Date: Friday, May 30, 2025 Time: 6:30 - 8:00 pm Location: The Jerusalem Fund (2425 Virginia Ave NW, Washington DC 20037)
Heaven Looks Like Us: Palestinian Poetry - Book Launch & Poetry Reading
Join us at The Jerusalem Fund's Palestine Center for a book launch discussion and poetry reading of Heaven Looks Like Us: Palestinian Poetry featuring the anthology's co-editor, George Abraham, as well as poetry readings by contributors: Zeina Azzam, Sharif Elmusa, Leena Aboutaleb, Fargo Tbakhi, and others. This event is co-sponsored by Haymarket Books.
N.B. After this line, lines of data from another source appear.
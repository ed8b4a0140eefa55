use std::sync::mpsc;
use std::thread;
use std::time::Duration;

use tracing::warn;

use crate::cache::InventoryCache;
use crate::event_store::EventStore;
use crate::reconciler::LedgerReconciler;

/// Handle to control and join a background worker.
#[derive(Debug)]
pub struct WorkerHandle {
    shutdown: mpsc::Sender<()>,
    join: Option<thread::JoinHandle<()>>,
}

impl WorkerHandle {
    /// Request graceful shutdown and wait for the worker to stop.
    pub fn shutdown(mut self) {
        let _ = self.shutdown.send(());
        if let Some(j) = self.join.take() {
            let _ = j.join();
        }
    }
}

/// Periodic reconcile loop.
///
/// Replays the ledgers into the cache on a fixed interval, so drift from
/// missed adjustments or out-of-band history edits self-heals without anyone
/// calling a forced reconcile. Each pass is idempotent; overlapping with
/// manual reconciles is harmless.
#[derive(Debug)]
pub struct ReconcileWorker;

impl ReconcileWorker {
    /// Spawn a worker thread that reconciles every `interval`.
    pub fn spawn<S, C>(
        reconciler: LedgerReconciler<S>,
        cache: C,
        interval: Duration,
    ) -> WorkerHandle
    where
        S: EventStore + 'static,
        C: InventoryCache + 'static,
    {
        let (shutdown_tx, shutdown_rx) = mpsc::channel::<()>();

        let join = thread::Builder::new()
            .name("reconcile-worker".to_string())
            .spawn(move || worker_loop(reconciler, cache, shutdown_rx, interval))
            .expect("failed to spawn reconcile worker thread");

        WorkerHandle {
            shutdown: shutdown_tx,
            join: Some(join),
        }
    }
}

fn worker_loop<S, C>(
    reconciler: LedgerReconciler<S>,
    cache: C,
    shutdown_rx: mpsc::Receiver<()>,
    interval: Duration,
) where
    S: EventStore,
    C: InventoryCache,
{
    loop {
        // The shutdown channel doubles as the tick: waking early on shutdown,
        // reconciling on timeout.
        match shutdown_rx.recv_timeout(interval) {
            Ok(()) => break,
            Err(mpsc::RecvTimeoutError::Timeout) => {
                if let Err(err) = reconciler.reconcile_and_replace(&cache) {
                    warn!(error = %err, "periodic reconcile pass failed");
                }
            }
            Err(mpsc::RecvTimeoutError::Disconnected) => break,
        }
    }
}
//! Dispensary domain module (event-sourced).
//!
//! This crate contains business rules for dispensary stock, implemented purely
//! as deterministic domain logic (no IO, no HTTP, no storage). On-hand stock is
//! never stored as a primary fact: it is the running sum of restock and
//! dispense events replayed onto the [`StockItem`] aggregate.

pub mod item;
pub mod reference;

pub use item::{
    ItemRegistered, RecordDispense, RecordRestock, RegisterItem, StockCommand, StockDispensed,
    StockEvent, StockItem, StockRestocked,
};
pub use reference::{PatientCategory, PatientRef, Placement, Ward};
//! Strongly-typed identifiers used across the domain.

use core::str::FromStr;
use serde::{Deserialize, Serialize};
use uuid::Uuid;

use crate::error::DomainError;

/// Identifier of a stocked item.
///
/// Every item owns exactly one event stream, keyed by this id. `Ord` follows
/// the UUIDv7 byte order, so sorting by id is also a rough creation order.
#[derive(Debug, Copy, Clone, PartialEq, Eq, PartialOrd, Ord, Hash, Serialize, Deserialize)]
#[serde(transparent)]
pub struct ItemId(Uuid);

macro_rules! impl_uuid_newtype {
    ($t:ty, $name:literal) => {
        impl $t {
            /// Create a new identifier.
            ///
            /// Uses UUIDv7 (time-ordered). Prefer passing IDs explicitly in tests
            /// for determinism.
            pub fn new() -> Self {
                Self(Uuid::now_v7())
            }

            pub fn from_uuid(uuid: Uuid) -> Self {
                Self(uuid)
            }

            pub fn as_uuid(&self) -> &Uuid {
                &self.0
            }
        }

        impl Default for $t {
            fn default() -> Self {
                Self::new()
            }
        }

        impl core::fmt::Display for $t {
            fn fmt(&self, f: &mut core::fmt::Formatter<'_>) -> core::fmt::Result {
                core::fmt::Display::fmt(&self.0, f)
            }
        }

        impl From<Uuid> for $t {
            fn from(value: Uuid) -> Self {
                Self(value)
            }
        }

        impl From<$t> for Uuid {
            fn from(value: $t) -> Self {
                value.0
            }
        }

        impl FromStr for $t {
            type Err = DomainError;

            fn from_str(s: &str) -> Result<Self, Self::Err> {
                let uuid = Uuid::from_str(s)
                    .map_err(|e| DomainError::invalid_id(format!("{}: {}", $name, e)))?;
                Ok(Self(uuid))
            }
        }
    };
}

impl_uuid_newtype!(ItemId, "ItemId");
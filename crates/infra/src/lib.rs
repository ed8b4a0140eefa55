//! Infrastructure layer: event store, stock cache, reconciliation, admission.

pub mod admission;
pub mod cache;
pub mod event_store;
pub mod reconciler;
pub mod service;
pub mod worker;


pub use admission::{
    AdmissionError, DispenseGuard, DispenseReceipt, RegisterReceipt, RestockAdmitter,
    RestockReceipt,
};
pub use cache::{CacheError, InMemoryInventoryCache, InventoryCache, StockLevel};
pub use event_store::{EventStore, EventStoreError, InMemoryEventStore, StoredEvent, UncommittedEvent};
pub use reconciler::{IntegrityAlarm, LedgerReconciler, ReconcileError, Snapshot, SnapshotEntry, StockTotals};
pub use service::{AdminError, DispensaryService};
pub use worker::{ReconcileWorker, WorkerHandle};
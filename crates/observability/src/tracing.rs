//! Tracing/logging initialization.
//!
//! The reconciler and the admission paths emit their drift warnings and
//! integrity alarms through `tracing`; this module wires up the subscriber
//! that makes them visible.

use tracing_subscriber::EnvFilter;

/// Initialize tracing/logging for the process.
///
/// Safe to call multiple times (subsequent calls are no-ops).
pub fn init() {
    let filter = EnvFilter::try_from_default_env()
        .unwrap_or_else(|_| EnvFilter::new("info"));

    // JSON logs + timestamps, configurable via RUST_LOG.
    let _ = tracing_subscriber::fmt()
        .with_env_filter(filter)
        .json()
        .with_timer(tracing_subscriber::fmt::time::SystemTime)
        .with_target(false)
        .try_init();
}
Signed book copies will be available for purchase at the event. Light refreshments will be served.
Event is free and open to the public.
A love letter to Palestinian ancestors, their descendants, and their land, to all anti-colonial and anti-imperialist struggles, to a history that will never be forgotten, and to a future in which there thrives a free, free Palestine.
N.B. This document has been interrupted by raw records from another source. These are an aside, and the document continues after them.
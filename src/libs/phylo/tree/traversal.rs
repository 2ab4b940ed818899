use super::Tree;
use crate::libs::phylo::error::TreeError;
use crate::libs::phylo::node::NodeId;
use std::collections::VecDeque;

/// Get node IDs in preorder traversal (Root -> Children)
pub fn preorder(tree: &Tree, start_node: NodeId) -> Vec<NodeId> {
    let mut result = Vec::new();
    let mut stack = vec![start_node];

    while let Some(id) = stack.pop() {
        if let Some(node) = tree.get_node(id) {
            result.push(id);
            // Push children in reverse order so they are processed in order
            for &child in node.children.iter().rev() {
                stack.push(child);
            }
        }
    }

    result
}

/// Get node IDs in postorder traversal (Children -> Root)
///
/// Visits root, then children right to left, and reverses the result.
/// No recursion, so deep caterpillar trees are fine.
pub fn postorder(tree: &Tree, start_node: NodeId) -> Vec<NodeId> {
    let mut result = Vec::new();
    let mut stack = vec![start_node];

    while let Some(id) = stack.pop() {
        if let Some(node) = tree.get_node(id) {
            result.push(id);
            for &child in &node.children {
                stack.push(child);
            }
        }
    }

    result.reverse();
    result
}

/// Get node IDs in levelorder traversal (BFS)
pub fn levelorder(tree: &Tree, start_node: NodeId) -> Vec<NodeId> {
    let mut result = Vec::new();
    let mut queue = VecDeque::new();
    queue.push_back(start_node);

    while let Some(id) = queue.pop_front() {
        if let Some(node) = tree.get_node(id) {
            result.push(id);
            for &child in &node.children {
                queue.push_back(child);
            }
        }
    }

    result
}

/// Lazy iterator over the tips below a node, left to right.
///
/// Call [`Tree::tips`] again to restart.
pub struct Tips<'a> {
    tree: &'a Tree,
    stack: Vec<NodeId>,
}

impl Iterator for Tips<'_> {
    type Item = NodeId;

    fn next(&mut self) -> Option<NodeId> {
        while let Some(id) = self.stack.pop() {
            let node = match self.tree.get_node(id) {
                Some(n) => n,
                None => continue,
            };
            if node.children.is_empty() {
                return Some(id);
            }
            self.stack.extend(node.children.iter().rev());
        }
        None
    }
}

pub fn tips(tree: &Tree, start_node: NodeId) -> Tips<'_> {
    Tips {
        tree,
        stack: vec![start_node],
    }
}

/// Extract a subtree rooted at `node_id`.
/// Returns a new Tree. The new root keeps its original branch length.
pub fn extract_subtree(tree: &Tree, node_id: NodeId) -> Result<Tree, TreeError> {
    tree.node(node_id)?;

    let mut new_tree = Tree::new();

    let mut stack = vec![(node_id, None::<NodeId>)]; // (old_id, new_parent_id)

    while let Some((old_id, new_parent_opt)) = stack.pop() {
        let old_node = tree.node(old_id)?;

        let new_id = new_tree.add_node();

        if let Some(new_node) = new_tree.get_node_mut(new_id) {
            new_node.name = old_node.name.clone();
            new_node.length = old_node.length;
            new_node.attributes = old_node.attributes.clone();
        }

        match new_parent_opt {
            Some(new_parent) => super::ops::link(&mut new_tree, new_id, new_parent),
            None => new_tree.set_root(new_id),
        }

        for &child in old_node.children.iter().rev() {
            stack.push((child, Some(new_id)));
        }
    }

    Ok(new_tree)
}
Poetry has always served as a mode of resistance in Palestinian culture. In defiance of dispossession and decades of military siege, of a nakba that never ended, of historical and cultural obfuscation, of unrelenting violence and thousands of martyred people, the “power to narrate,” as Edward Said wrote, remains a necessary tool for self-determination. The poems collected here reclaim that power, bridging borders, languages, and generations to forge new conversations around resistance and liberation.
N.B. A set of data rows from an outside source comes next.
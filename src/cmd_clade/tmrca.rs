use super::utils;
use clade::libs::phylo::MissingPolicy;
use clap::*;
use std::io::Write;

// Create clap subcommand arguments
pub fn make_subcommand() -> Command {
    let cmd = Command::new("tmrca")
        .about("Height of the most recent common ancestor of taxa")
        .after_help(
            r###"
Finds the most recent common ancestor (MRCA) of the named taxa and writes
its height: the distance from it to its farthest descendant tip. In a
time tree this is the age of the ancestor.

Notes:
* Taxa are named with `--node`, `--file` and `--regex`.
* `--stem` reports the height of the MRCA's parent instead, i.e. the
  top of the branch leading to the clade. At the root it falls back to
  the root itself.
* Output is TSV: the 1-based tree number and the height.

Examples:
1. clade tmrca tree.nwk -n A -n B

2. Stem age of a lineage, for each tree of a posterior sample:
   clade tmrca posterior.trees -r "^B\.1\.1\.7" --stem

"###,
        )
        .arg(
            Arg::new("infile")
                .required(true)
                .num_args(1)
                .index(1)
                .help("Input filename. [stdin] for standard input"),
        )
        .arg(
            Arg::new("stem")
                .long("stem")
                .action(ArgAction::SetTrue)
                .help("Report the height of the MRCA's parent"),
        )
        .arg(utils::arg_ignore_missing());

    utils::args_names(cmd).arg(
        Arg::new("outfile")
            .short('o')
            .long("outfile")
            .num_args(1)
            .default_value("stdout")
            .help("Output filename. [stdout] for screen"),
    )
}

// command implementation
pub fn execute(args: &ArgMatches) -> anyhow::Result<()> {
    //----------------------------
    // Args
    //----------------------------
    let mut writer = intspan::writer(args.get_one::<String>("outfile").unwrap());
    let infile = args.get_one::<String>("infile").unwrap();
    let policy = MissingPolicy::from_ignore(args.get_flag("ignore_missing"));
    let is_stem = args.get_flag("stem");

    let trees = utils::read_trees(infile)?;

    //----------------------------
    // Output
    //----------------------------
    writer.write_fmt(format_args!("tree\ttmrca\n"))?;
    for (i, tree) in trees.iter().enumerate() {
        let (names, _) = utils::match_names(tree, args, policy)?;
        let (ids, _) = tree.resolve_taxa(&names, MissingPolicy::Fail)?;
        if ids.is_empty() {
            return Err(anyhow::anyhow!("No taxa matched in tree {}", i + 1));
        }

        let height = tree.tmrca(&ids, is_stem)?;
        writer.write_fmt(format_args!("{}\t{}\n", i + 1, height))?;
    }

    Ok(())
}
pub mod metadata;
pub mod phylo;
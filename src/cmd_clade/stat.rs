use super::utils;
use clap::*;
use itertools::Itertools;
use std::io::Write;

// Create clap subcommand arguments
pub fn make_subcommand() -> Command {
    Command::new("stat")
        .about("Tree statistics")
        .after_help(
            r###"
Reports, per tree: node and tip counts, whether the tree is binary and
ultrametric, the root height, root-to-tip distances, the number of
levels and the total branch length.

Notes:
* `--style col` writes one `key<TAB>value` block per tree.
* `--style line` writes a header and one row per tree.
* A tree is ultrametric when all root-to-tip distances agree within 1e-4.

Examples:
1. clade stat tree.nwk

2. One line per tree, e.g. for a posterior sample:
   clade stat posterior.trees --style line

"###,
        )
        .arg(
            Arg::new("infile")
                .required(true)
                .num_args(1)
                .index(1)
                .help("Input filename. [stdin] for standard input"),
        )
        .arg(
            Arg::new("style")
                .long("style")
                .num_args(1)
                .value_parser([
                    builder::PossibleValue::new("col"),
                    builder::PossibleValue::new("line"),
                ])
                .default_value("col")
                .help("Layout of the output"),
        )
        .arg(
            Arg::new("outfile")
                .short('o')
                .long("outfile")
                .num_args(1)
                .default_value("stdout")
                .help("Output filename. [stdout] for screen"),
        )
}

// command implementation
pub fn execute(args: &ArgMatches) -> anyhow::Result<()> {
    //----------------------------
    // Args
    //----------------------------
    let mut writer = intspan::writer(args.get_one::<String>("outfile").unwrap());
    let infile = args.get_one::<String>("infile").unwrap();
    let is_line = args.get_one::<String>("style").unwrap() == "line";

    let trees = utils::read_trees(infile)?;

    //----------------------------
    // Output
    //----------------------------
    for (i, tree) in trees.iter().enumerate() {
        let stats = tree.stats()?;

        if is_line {
            if i == 0 {
                let header = stats.rows().iter().map(|(k, _)| *k).join("\t");
                writer.write_fmt(format_args!("{}\n", header))?;
            }
            let row = stats.rows().into_iter().map(|(_, v)| v).join("\t");
            writer.write_fmt(format_args!("{}\n", row))?;
        } else {
            writer.write_all(stats.to_tsv().as_bytes())?;
        }
    }

    Ok(())
}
HEAVEN LOOKS LIKE US is a battle-cry against the annihilation of a people. As Palestinian history remains haunted by exile, violence, and grief, so, too, are the poems in this anthology. And yet, editors George Abraham and Noor Hindi present these realities alongside other themes that are also true: queer and feminist perspectives, eco-poetry, meditations on love and time, and lineages of protest. This anthology dares to imagine a future beyond a nation-state for Palestinian people everywhere. Contributors include Refaat Alareer, Mahmoud Darwish, Naomi Shihab Nye, Mohammed El-Kurd, A.D. Lauren-Abunassar, Lena Khalaf Tuffaha, Hala Alyan, Fady Joudah, and Heba Abu Nada, and many other voices, both established and ascending.